- [Records shown]

════════════════════

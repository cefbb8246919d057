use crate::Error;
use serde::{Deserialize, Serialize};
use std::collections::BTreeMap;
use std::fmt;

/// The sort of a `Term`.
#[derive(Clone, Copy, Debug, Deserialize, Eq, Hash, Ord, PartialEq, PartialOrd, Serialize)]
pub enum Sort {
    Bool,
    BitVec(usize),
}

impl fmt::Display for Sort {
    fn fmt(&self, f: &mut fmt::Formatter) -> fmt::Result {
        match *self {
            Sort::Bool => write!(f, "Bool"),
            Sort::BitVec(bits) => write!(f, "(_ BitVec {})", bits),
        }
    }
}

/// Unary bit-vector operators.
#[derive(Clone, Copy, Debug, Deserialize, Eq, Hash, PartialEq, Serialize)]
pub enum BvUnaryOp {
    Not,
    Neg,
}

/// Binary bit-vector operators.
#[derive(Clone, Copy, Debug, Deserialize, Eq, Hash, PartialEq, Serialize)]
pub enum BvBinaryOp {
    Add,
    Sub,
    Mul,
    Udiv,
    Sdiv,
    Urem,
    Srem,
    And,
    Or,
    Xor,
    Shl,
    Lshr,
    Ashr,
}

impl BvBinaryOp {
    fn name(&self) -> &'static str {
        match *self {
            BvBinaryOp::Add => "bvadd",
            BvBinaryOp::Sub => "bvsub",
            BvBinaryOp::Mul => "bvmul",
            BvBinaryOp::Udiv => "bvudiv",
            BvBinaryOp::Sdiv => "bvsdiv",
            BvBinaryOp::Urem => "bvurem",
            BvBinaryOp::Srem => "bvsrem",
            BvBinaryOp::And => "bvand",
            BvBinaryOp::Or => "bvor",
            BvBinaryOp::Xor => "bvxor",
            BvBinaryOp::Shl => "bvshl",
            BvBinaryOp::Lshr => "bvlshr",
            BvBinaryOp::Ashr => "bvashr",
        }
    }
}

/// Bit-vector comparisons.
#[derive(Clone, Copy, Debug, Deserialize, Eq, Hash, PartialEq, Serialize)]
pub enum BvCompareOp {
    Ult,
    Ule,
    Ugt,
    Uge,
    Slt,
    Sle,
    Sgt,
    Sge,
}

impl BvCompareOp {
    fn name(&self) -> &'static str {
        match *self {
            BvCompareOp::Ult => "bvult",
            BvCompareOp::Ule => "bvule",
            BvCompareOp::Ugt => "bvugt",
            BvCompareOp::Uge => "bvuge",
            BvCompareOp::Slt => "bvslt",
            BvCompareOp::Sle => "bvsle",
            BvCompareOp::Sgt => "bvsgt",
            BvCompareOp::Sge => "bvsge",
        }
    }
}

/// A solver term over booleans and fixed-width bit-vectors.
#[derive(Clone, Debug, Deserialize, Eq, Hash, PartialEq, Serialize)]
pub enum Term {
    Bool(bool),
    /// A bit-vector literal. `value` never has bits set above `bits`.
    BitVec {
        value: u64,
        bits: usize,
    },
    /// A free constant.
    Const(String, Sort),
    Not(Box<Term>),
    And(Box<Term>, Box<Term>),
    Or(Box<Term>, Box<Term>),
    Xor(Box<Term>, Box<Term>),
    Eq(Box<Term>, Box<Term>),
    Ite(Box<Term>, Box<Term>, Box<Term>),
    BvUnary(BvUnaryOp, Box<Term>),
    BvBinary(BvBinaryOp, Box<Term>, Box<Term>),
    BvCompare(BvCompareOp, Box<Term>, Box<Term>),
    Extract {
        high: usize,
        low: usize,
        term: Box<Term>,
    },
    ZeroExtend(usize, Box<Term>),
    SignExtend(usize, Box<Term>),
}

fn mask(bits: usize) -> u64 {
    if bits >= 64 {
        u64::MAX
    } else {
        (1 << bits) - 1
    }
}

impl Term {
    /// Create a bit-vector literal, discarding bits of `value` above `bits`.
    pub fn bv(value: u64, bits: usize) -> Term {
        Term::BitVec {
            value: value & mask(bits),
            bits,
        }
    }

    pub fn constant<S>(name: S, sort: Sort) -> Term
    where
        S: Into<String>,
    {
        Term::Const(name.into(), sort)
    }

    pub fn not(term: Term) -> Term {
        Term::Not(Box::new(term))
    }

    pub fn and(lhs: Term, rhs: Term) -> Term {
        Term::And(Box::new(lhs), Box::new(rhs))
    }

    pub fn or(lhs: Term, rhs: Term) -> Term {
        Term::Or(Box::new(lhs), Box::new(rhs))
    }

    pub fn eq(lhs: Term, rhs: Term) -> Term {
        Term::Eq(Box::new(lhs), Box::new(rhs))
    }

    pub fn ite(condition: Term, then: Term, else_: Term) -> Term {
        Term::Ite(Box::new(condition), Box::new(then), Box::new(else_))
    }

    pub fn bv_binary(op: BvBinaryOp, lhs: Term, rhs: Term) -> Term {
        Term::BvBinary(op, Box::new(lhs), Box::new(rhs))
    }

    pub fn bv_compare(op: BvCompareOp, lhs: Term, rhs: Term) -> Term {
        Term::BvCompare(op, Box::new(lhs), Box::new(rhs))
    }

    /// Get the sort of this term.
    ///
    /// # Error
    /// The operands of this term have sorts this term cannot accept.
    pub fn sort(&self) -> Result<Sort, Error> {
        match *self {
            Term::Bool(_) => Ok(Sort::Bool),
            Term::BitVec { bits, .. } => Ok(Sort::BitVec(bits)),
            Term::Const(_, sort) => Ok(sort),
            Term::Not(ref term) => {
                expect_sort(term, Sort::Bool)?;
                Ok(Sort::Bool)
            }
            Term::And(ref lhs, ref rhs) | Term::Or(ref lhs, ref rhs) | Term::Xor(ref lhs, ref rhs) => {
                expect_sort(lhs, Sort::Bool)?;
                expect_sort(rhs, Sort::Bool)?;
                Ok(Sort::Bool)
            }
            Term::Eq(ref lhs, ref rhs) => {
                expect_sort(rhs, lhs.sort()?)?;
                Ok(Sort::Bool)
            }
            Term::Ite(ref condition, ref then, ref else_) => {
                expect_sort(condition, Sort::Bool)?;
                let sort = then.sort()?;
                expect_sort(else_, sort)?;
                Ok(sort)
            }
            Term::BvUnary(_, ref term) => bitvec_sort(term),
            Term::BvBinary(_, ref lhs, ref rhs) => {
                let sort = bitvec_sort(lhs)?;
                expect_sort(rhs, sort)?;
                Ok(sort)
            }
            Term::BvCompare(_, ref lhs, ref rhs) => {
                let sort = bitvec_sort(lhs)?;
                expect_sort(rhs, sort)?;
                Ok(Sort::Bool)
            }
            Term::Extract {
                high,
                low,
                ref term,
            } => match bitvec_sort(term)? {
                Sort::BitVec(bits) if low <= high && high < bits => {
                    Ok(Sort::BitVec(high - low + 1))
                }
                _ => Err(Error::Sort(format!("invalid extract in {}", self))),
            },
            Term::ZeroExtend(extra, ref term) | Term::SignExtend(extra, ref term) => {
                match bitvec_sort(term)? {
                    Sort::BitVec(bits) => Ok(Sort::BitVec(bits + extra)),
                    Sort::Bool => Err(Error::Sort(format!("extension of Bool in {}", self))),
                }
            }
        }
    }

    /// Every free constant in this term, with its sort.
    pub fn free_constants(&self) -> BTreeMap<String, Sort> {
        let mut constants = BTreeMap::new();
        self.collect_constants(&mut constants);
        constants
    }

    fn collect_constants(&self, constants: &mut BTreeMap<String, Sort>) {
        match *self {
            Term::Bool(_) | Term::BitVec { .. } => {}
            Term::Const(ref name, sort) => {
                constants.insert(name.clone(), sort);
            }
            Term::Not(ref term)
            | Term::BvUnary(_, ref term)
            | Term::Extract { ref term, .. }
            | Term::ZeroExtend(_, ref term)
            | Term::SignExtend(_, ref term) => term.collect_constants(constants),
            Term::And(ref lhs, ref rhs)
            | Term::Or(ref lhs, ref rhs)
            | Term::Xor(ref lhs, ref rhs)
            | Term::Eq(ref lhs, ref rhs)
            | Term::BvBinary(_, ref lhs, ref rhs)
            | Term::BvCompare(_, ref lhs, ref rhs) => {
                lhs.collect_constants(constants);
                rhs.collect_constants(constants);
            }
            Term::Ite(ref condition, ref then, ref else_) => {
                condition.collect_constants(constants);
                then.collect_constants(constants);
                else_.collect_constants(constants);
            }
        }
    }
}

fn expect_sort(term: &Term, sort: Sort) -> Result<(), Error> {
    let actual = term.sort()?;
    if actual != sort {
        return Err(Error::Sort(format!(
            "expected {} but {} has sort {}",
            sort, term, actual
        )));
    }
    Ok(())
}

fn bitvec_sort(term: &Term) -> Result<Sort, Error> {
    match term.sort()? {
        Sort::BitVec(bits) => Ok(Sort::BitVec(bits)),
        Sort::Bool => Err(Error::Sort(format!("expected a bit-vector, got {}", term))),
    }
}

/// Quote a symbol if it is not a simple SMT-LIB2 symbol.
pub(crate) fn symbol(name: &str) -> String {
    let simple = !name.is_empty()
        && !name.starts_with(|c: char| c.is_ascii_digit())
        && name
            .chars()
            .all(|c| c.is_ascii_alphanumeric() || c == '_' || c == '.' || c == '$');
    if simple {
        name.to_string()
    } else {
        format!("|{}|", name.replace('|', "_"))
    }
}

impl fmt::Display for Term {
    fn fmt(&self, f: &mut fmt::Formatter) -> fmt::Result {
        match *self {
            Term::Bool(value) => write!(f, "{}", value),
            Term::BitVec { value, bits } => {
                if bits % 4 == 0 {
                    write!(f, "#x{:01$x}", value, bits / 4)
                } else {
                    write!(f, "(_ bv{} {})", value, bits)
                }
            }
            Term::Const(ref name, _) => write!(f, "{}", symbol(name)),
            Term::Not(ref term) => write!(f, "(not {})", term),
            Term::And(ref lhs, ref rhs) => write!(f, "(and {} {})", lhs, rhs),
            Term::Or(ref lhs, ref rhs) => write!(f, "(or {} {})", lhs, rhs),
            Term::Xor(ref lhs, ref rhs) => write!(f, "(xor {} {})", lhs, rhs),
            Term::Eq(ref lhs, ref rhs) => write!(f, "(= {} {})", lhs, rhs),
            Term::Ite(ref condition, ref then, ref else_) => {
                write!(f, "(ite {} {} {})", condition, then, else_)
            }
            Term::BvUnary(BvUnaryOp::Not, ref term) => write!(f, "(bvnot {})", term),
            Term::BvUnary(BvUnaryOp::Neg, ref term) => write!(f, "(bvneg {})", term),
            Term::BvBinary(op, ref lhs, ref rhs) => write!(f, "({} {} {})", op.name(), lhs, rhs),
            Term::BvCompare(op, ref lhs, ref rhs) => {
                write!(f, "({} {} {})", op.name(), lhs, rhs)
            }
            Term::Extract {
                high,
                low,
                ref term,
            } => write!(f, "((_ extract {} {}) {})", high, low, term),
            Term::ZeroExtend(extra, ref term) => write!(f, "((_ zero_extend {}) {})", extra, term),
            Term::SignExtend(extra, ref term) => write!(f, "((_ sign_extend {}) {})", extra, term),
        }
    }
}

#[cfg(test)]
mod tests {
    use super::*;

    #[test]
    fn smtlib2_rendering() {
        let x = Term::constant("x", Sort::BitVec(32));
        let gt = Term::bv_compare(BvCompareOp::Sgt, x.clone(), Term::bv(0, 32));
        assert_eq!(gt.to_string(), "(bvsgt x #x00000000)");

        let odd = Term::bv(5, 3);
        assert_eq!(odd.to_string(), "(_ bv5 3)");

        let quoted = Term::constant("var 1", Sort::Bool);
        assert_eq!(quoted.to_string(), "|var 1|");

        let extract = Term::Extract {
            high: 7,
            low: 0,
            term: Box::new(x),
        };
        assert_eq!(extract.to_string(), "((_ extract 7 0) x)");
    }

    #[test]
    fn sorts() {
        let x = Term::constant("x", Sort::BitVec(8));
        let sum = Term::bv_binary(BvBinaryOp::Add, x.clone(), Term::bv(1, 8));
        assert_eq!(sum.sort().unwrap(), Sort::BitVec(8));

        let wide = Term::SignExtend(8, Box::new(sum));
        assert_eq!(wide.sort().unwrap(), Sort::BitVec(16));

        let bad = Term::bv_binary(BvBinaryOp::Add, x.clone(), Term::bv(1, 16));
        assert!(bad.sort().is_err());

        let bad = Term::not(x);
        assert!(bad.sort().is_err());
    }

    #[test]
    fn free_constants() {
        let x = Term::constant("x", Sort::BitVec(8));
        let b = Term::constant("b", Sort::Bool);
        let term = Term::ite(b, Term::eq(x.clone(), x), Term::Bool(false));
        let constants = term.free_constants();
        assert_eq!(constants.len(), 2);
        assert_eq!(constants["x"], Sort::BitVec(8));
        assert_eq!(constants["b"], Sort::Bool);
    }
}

════════════════════

- [Exercise requirements]
Your answer must be one number: how many lines of the entries hold the string "wide".

- [Completed exercise]
2